DATA SUPPLIED
//! # Error Module
//!
//! Error types for the dataset housekeeping tools.
//!
//! ## Design Principles
//! - **Never panic** on user data - return errors instead
//! - **Include context** - paths, file names, what went wrong
//! - Per-file problems inside a batch are recorded in the batch report;
//!   only conditions that make the whole operation meaningless are errors

use std::path::PathBuf;
use thiserror::Error;

/// Top-level application error
#[derive(Error, Debug)]
pub enum TidyError {
    #[error("Scanning error: {0}")]
    Scan(#[from] ScanError),

    #[error("Hashing error: {0}")]
    Hash(#[from] HashError),

    #[error("Hash store error: {0}")]
    Store(#[from] StoreError),

    #[error("Resize error: {0}")]
    Resize(#[from] ResizeError),

    #[error("Scraper error: {0}")]
    Scrape(#[from] ScrapeError),

    #[error("Failed to create output directory {path}: {source}")]
    OutputDirectory {
        path: PathBuf,
        #[source]
        source: std::io::Error,
    },

    #[error("Configuration error: {0}")]
    Config(String),
}

/// Errors that occur while listing or walking directories
#[derive(Error, Debug)]
pub enum ScanError {
    #[error("Directory not found: {path}")]
    DirectoryNotFound { path: PathBuf },

    #[error("Permission denied accessing: {path}")]
    PermissionDenied { path: PathBuf },

    #[error("Failed to read directory {path}: {source}")]
    ReadDirectory {
        path: PathBuf,
        #[source]
        source: std::io::Error,
    },
}

/// Errors that occur during image decoding and hashing
#[derive(Error, Debug)]
pub enum HashError {
    #[error("Failed to decode image {path}: {reason}")]
    DecodeError { path: PathBuf, reason: String },

    #[error("Image is empty or corrupted: {path}")]
    EmptyImage { path: PathBuf },

    #[error("Invalid hash size: {size} (must be at least 1)")]
    InvalidHashSize { size: u32 },

    #[error("Invalid hash string {value:?}: {reason}")]
    InvalidHashString { value: String, reason: String },

    #[error("Failed to open image file {path}: {source}")]
    IoError {
        path: PathBuf,
        #[source]
        source: std::io::Error,
    },
}

/// Errors that occur reading or writing a hash file
#[derive(Error, Debug)]
pub enum StoreError {
    #[error("Failed to read hash file {path}: {source}")]
    Read {
        path: PathBuf,
        #[source]
        source: std::io::Error,
    },

    #[error("Failed to write hash file {path}: {source}")]
    Write {
        path: PathBuf,
        #[source]
        source: std::io::Error,
    },
}

/// Errors that occur while resizing a single image
#[derive(Error, Debug)]
pub enum ResizeError {
    #[error(transparent)]
    Decode(#[from] HashError),

    #[error("Invalid dimensions: target {target_size}, crop {crop_size}")]
    InvalidDimensions { target_size: u32, crop_size: u32 },

    #[error("Resize failed for {path}: {reason}")]
    ResizeFailed { path: PathBuf, reason: String },

    #[error("Failed to encode {path}: {source}")]
    Encode {
        path: PathBuf,
        #[source]
        source: image::ImageError,
    },

    #[error("Failed to write {path}: {source}")]
    Write {
        path: PathBuf,
        #[source]
        source: std::io::Error,
    },

    #[error("Failed to build worker pool: {0}")]
    WorkerPool(String),
}

/// Errors from the external image downloader
#[derive(Error, Debug)]
pub enum ScrapeError {
    #[error("Invalid scrape request: {0}")]
    InvalidRequest(String),

    #[error("Failed to launch downloader {program}: {source}")]
    Launch {
        program: PathBuf,
        #[source]
        source: std::io::Error,
    },

    #[error("Downloader exited with status {status}: {stderr}")]
    Failed { status: String, stderr: String },
}

/// Convenience Result type alias
pub type Result<T> = std::result::Result<T, TidyError>;

#[cfg(test)]
mod tests {
    use super::*;

    #[test]
    fn scan_error_includes_path() {
        let error = ScanError::DirectoryNotFound {
            path: PathBuf::from("/datasets/cats"),
        };
        let message = error.to_string();
        assert!(message.contains("/datasets/cats"));
    }

    #[test]
    fn hash_error_includes_path() {
        let error = HashError::DecodeError {
            path: PathBuf::from("/datasets/broken.jpg"),
            reason: "invalid JPEG".to_string(),
        };
        let message = error.to_string();
        assert!(message.contains("/datasets/broken.jpg"));
        assert!(message.contains("invalid JPEG"));
    }

    #[test]
    fn store_error_converts_to_top_level() {
        let error: TidyError = StoreError::Read {
            path: PathBuf::from("hashes.txt"),
            source: std::io::Error::new(std::io::ErrorKind::NotFound, "missing"),
        }
        .into();
        assert!(matches!(error, TidyError::Store(_)));
        assert!(error.to_string().contains("hashes.txt"));
    }

    #[test]
    fn resize_decode_error_is_transparent() {
        let error = ResizeError::from(HashError::EmptyImage {
            path: PathBuf::from("empty.png"),
        });
        assert_eq!(error.to_string(), "Image is empty or corrupted: empty.png");
    }
}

WORK TO COMPLETE
In the entries above, find each line that has the word "corrupted". Copy it.

OUTPUT OF THE TASK
    #[error("Image is empty or corrupted: {path}")]
        assert_eq!(error.to_string(), "Image is empty or corrupted: empty.png");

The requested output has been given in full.